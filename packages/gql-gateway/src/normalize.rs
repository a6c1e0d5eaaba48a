//! Result normalization - engine `ResultSet` to UI-consumable tables
//!
//! Every cell goes through one recursive visitor (`Normalizer::convert`)
//! that both produces the cell's `GenericValue` and harvests every vertex,
//! edge and path it meets, at any nesting depth, into the row's side-lists.
//!
//! # Output shape
//!
//! ```text
//! headers: ["p", "n"]
//! tables:  [{ "p": {...}, "n": 3,
//!             "_pathsParsedList": [...] }]      <- only when non-empty
//! ```
//!
//! Side-list keys never collide with real columns, so UI code can tell
//! harvested graph elements apart from projected values.

use std::collections::{BTreeMap, HashMap};

use serde::ser::SerializeMap;
use serde::{Serialize, Serializer};

use crate::engine::{EngineValue, Node, Path, Relationship, ResultSet};
use crate::error::{GatewayError, Result};
use crate::value::{EdgeRecord, ElementKind, GenericValue, ParameterMap, PathRecord, VertexRecord};

pub const VERTICES_KEY: &str = "_verticesParsedList";
pub const EDGES_KEY: &str = "_edgesParsedList";
pub const PATHS_KEY: &str = "_pathsParsedList";

/// Headers used for plan-description results.
pub const PLAN_HEADERS: [&str; 2] = ["key", "value"];

/// Default cap on container nesting the visitor descends into.
pub const DEFAULT_MAX_DEPTH: usize = 64;

// ============================================================================
// Output types
// ============================================================================

/// One output row: projected cells in header order plus harvested elements.
#[derive(Debug, Clone, PartialEq, Default)]
pub struct Row {
    cells: Vec<(String, GenericValue)>,
    pub vertices: Vec<VertexRecord>,
    pub edges: Vec<EdgeRecord>,
    pub paths: Vec<PathRecord>,
}

impl Row {
    pub fn get(&self, column: &str) -> Option<&GenericValue> {
        self.cells.iter().find(|(name, _)| name == column).map(|(_, v)| v)
    }

    pub fn cells(&self) -> &[(String, GenericValue)] {
        &self.cells
    }

    pub fn column_count(&self) -> usize {
        self.cells.len()
    }
}

impl Serialize for Row {
    fn serialize<S: Serializer>(&self, serializer: S) -> std::result::Result<S::Ok, S::Error> {
        let extra = [!self.vertices.is_empty(), !self.edges.is_empty(), !self.paths.is_empty()]
            .iter()
            .filter(|present| **present)
            .count();
        let mut map = serializer.serialize_map(Some(self.cells.len() + extra))?;
        for (name, value) in &self.cells {
            map.serialize_entry(name, value)?;
        }
        if !self.vertices.is_empty() {
            map.serialize_entry(VERTICES_KEY, &self.vertices)?;
        }
        if !self.edges.is_empty() {
            map.serialize_entry(EDGES_KEY, &self.edges)?;
        }
        if !self.paths.is_empty() {
            map.serialize_entry(PATHS_KEY, &self.paths)?;
        }
        map.end()
    }
}

/// Normalized answer to one statement.
#[derive(Debug, Clone, PartialEq, Default, Serialize)]
#[serde(rename_all = "camelCase")]
pub struct NormalizedResult {
    pub headers: Vec<String>,
    #[serde(rename = "tables")]
    pub rows: Vec<Row>,
    /// Engine-side execution time in microseconds.
    pub time_cost: i64,
    /// Parameter snapshot, set only for local commands.
    #[serde(skip_serializing_if = "Option::is_none")]
    pub local_params: Option<ParameterMap>,
}

impl NormalizedResult {
    /// Result of a local command: no table, just the parameter snapshot.
    pub fn local(params: ParameterMap) -> Self {
        Self { local_params: Some(params), ..Self::default() }
    }
}

// ============================================================================
// Normalizer
// ============================================================================

#[derive(Default)]
struct Harvest {
    vertices: Vec<VertexRecord>,
    edges: Vec<EdgeRecord>,
    paths: Vec<PathRecord>,
}

#[derive(Debug, Clone, Copy)]
pub struct Normalizer {
    max_depth: usize,
}

impl Default for Normalizer {
    fn default() -> Self {
        Self::new(DEFAULT_MAX_DEPTH)
    }
}

impl Normalizer {
    pub fn new(max_depth: usize) -> Self {
        Self { max_depth }
    }

    /// Normalize one engine result.
    ///
    /// A failed status becomes `GatewayError::Query`; a failing cell accessor
    /// aborts the whole result with `GatewayError::Normalize` (no partial
    /// rows).
    pub fn normalize(&self, rs: &ResultSet) -> Result<NormalizedResult> {
        if !rs.is_succeeded() {
            return Err(GatewayError::Query(rs.status().to_string()));
        }
        if let Some(entries) = rs.plan_description() {
            return Ok(Self::normalize_plan(entries, rs.latency()));
        }

        let headers = unique_headers(rs.column_names());
        let mut rows = Vec::with_capacity(rs.row_count());

        for row_idx in 0..rs.row_count() {
            let mut harvest = Harvest::default();
            let mut cells = Vec::with_capacity(headers.len());
            for (col_idx, header) in headers.iter().enumerate() {
                let raw = rs
                    .cell(row_idx, col_idx)
                    .map_err(|e| GatewayError::Normalize(e.to_string()))?;
                let value = self.convert(raw, 0, Some(&mut harvest));
                cells.push((header.clone(), value));
            }
            rows.push(Row {
                cells,
                vertices: harvest.vertices,
                edges: harvest.edges,
                paths: harvest.paths,
            });
        }

        Ok(NormalizedResult {
            headers,
            rows,
            time_cost: rs.latency(),
            local_params: None,
        })
    }

    fn normalize_plan(entries: &[(String, String)], latency: i64) -> NormalizedResult {
        let rows = entries
            .iter()
            .map(|(key, value)| Row {
                cells: vec![
                    (PLAN_HEADERS[0].to_string(), GenericValue::String(key.clone())),
                    (PLAN_HEADERS[1].to_string(), GenericValue::String(value.clone())),
                ],
                ..Row::default()
            })
            .collect();
        NormalizedResult {
            headers: PLAN_HEADERS.iter().map(|h| h.to_string()).collect(),
            rows,
            time_cost: latency,
            local_params: None,
        }
    }

    /// The visitor. `harvest` is `None` where graph elements are part of an
    /// enclosing record (path members, element properties) and must not be
    /// reported a second time.
    fn convert(&self, value: &EngineValue, depth: usize, mut harvest: Option<&mut Harvest>) -> GenericValue {
        if depth > self.max_depth {
            // Fixed text: rendering the subtree would recurse without bound.
            return GenericValue::Opaque(format!("<nested {}>", value.type_name()));
        }
        match value {
            EngineValue::Empty => GenericValue::Empty,
            EngineValue::Null => GenericValue::Null,
            EngineValue::Bool(b) => GenericValue::Bool(*b),
            EngineValue::Int(i) => GenericValue::Int(*i),
            EngineValue::Float(x) => GenericValue::Float(*x),
            EngineValue::String(s) => GenericValue::String(s.clone()),
            EngineValue::Date(d) => GenericValue::Date(*d),
            EngineValue::LocalTime(t) => GenericValue::Time(*t),
            EngineValue::LocalDateTime(dt) => GenericValue::DateTime(*dt),
            EngineValue::Duration(d) => GenericValue::Duration(*d),
            EngineValue::Node(node) => {
                let record = self.vertex_record(node, depth);
                if let Some(h) = harvest {
                    h.vertices.push(record.clone());
                }
                GenericValue::Vertex(Box::new(record))
            }
            EngineValue::Edge(rel) => {
                let record = self.edge_record(rel, depth);
                if let Some(h) = harvest {
                    h.edges.push(record.clone());
                }
                GenericValue::Edge(Box::new(record))
            }
            EngineValue::Path(path) => {
                let record = self.path_record(path, depth);
                if let Some(h) = harvest {
                    h.paths.push(record.clone());
                }
                GenericValue::Path(Box::new(record))
            }
            EngineValue::List(items) => GenericValue::List(
                items
                    .iter()
                    .map(|item| self.convert(item, depth + 1, harvest.as_deref_mut()))
                    .collect(),
            ),
            EngineValue::Set(items) => GenericValue::Set(
                items
                    .iter()
                    .map(|item| self.convert(item, depth + 1, harvest.as_deref_mut()))
                    .collect(),
            ),
            EngineValue::Map(entries) => GenericValue::Map(
                entries
                    .iter()
                    .map(|(k, v)| (k.clone(), self.convert(v, depth + 1, harvest.as_deref_mut())))
                    .collect(),
            ),
            EngineValue::Geography(text) => GenericValue::String(text.clone()),
            EngineValue::Opaque { text, .. } => GenericValue::Opaque(text.clone()),
        }
    }

    fn properties(&self, props: &BTreeMap<String, EngineValue>, depth: usize) -> BTreeMap<String, GenericValue> {
        props
            .iter()
            .map(|(k, v)| (k.clone(), self.convert(v, depth + 1, None)))
            .collect()
    }

    fn vertex_record(&self, node: &Node, depth: usize) -> VertexRecord {
        VertexRecord {
            vid: self.convert(&node.id, depth + 1, None),
            kind: ElementKind::Vertex,
            labels: node.labels.clone(),
            properties: self.properties(&node.properties, depth),
        }
    }

    fn edge_record(&self, rel: &Relationship, depth: usize) -> EdgeRecord {
        EdgeRecord {
            kind: ElementKind::Edge,
            src_id: self.convert(&rel.src, depth + 1, None),
            dst_id: self.convert(&rel.dst, depth + 1, None),
            edge_name: rel.name.clone(),
            rank: rel.rank,
            properties: self.properties(&rel.properties, depth),
        }
    }

    fn path_record(&self, path: &Path, depth: usize) -> PathRecord {
        let nodes: Vec<VertexRecord> = path.nodes.iter().map(|n| self.vertex_record(n, depth + 1)).collect();
        let relationships = path
            .relationships
            .iter()
            .map(|r| self.edge_record(r, depth + 1))
            .collect();
        let src_id = nodes.first().map(|n| n.vid.clone()).unwrap_or(GenericValue::Null);
        PathRecord {
            kind: ElementKind::Path,
            src_id,
            nodes,
            relationships,
        }
    }
}

/// Suffix repeated column names so every header is unique.
///
/// `["a", "a", "b", "a"]` becomes `["a", "a_1", "b", "a_2"]`.
pub fn unique_headers(columns: &[String]) -> Vec<String> {
    let mut seen: HashMap<&str, usize> = HashMap::new();
    let mut out: Vec<String> = Vec::with_capacity(columns.len());
    for column in columns {
        let count = seen.entry(column.as_str()).or_insert(0);
        if *count == 0 {
            out.push(column.clone());
        } else {
            let mut candidate = format!("{}_{}", column, count);
            while columns.contains(&candidate) || out.contains(&candidate) {
                *count += 1;
                candidate = format!("{}_{}", column, count);
            }
            out.push(candidate);
        }
        *count += 1;
    }
    out
}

-------------------------

◆ **EXERCISE DETAILS**: Reproduce exactly, and only, the part of the listing above that begins at the line with "repository a6c1e0d5eaaba48a" and goes on through the line with "visitor descends into.".

◆ **EXERCISE RESPONSE**:
repository a6c1e0d5eaaba48a
//! Result normalization - engine `ResultSet` to UI-consumable tables
//!
//! Every cell goes through one recursive visitor (`Normalizer::convert`)
//! that both produces the cell's `GenericValue` and harvests every vertex,
//! edge and path it meets, at any nesting depth, into the row's side-lists.
//!
//! # Output shape
//!
//! ```text
//! headers: ["p", "n"]
//! tables:  [{ "p": {...}, "n": 3,
//!             "_pathsParsedList": [...] }]      <- only when non-empty
//! ```
//!
//! Side-list keys never collide with real columns, so UI code can tell
//! harvested graph elements apart from projected values.

use std::collections::{BTreeMap, HashMap};

use serde::ser::SerializeMap;
use serde::{Serialize, Serializer};

use crate::engine::{EngineValue, Node, Path, Relationship, ResultSet};
use crate::error::{GatewayError, Result};
use crate::value::{EdgeRecord, ElementKind, GenericValue, ParameterMap, PathRecord, VertexRecord};

pub const VERTICES_KEY: &str = "_verticesParsedList";
pub const EDGES_KEY: &str = "_edgesParsedList";
pub const PATHS_KEY: &str = "_pathsParsedList";

/// Headers used for plan-description results.
pub const PLAN_HEADERS: [&str; 2] = ["key", "value"];

/// Default cap on container nesting the visitor descends into.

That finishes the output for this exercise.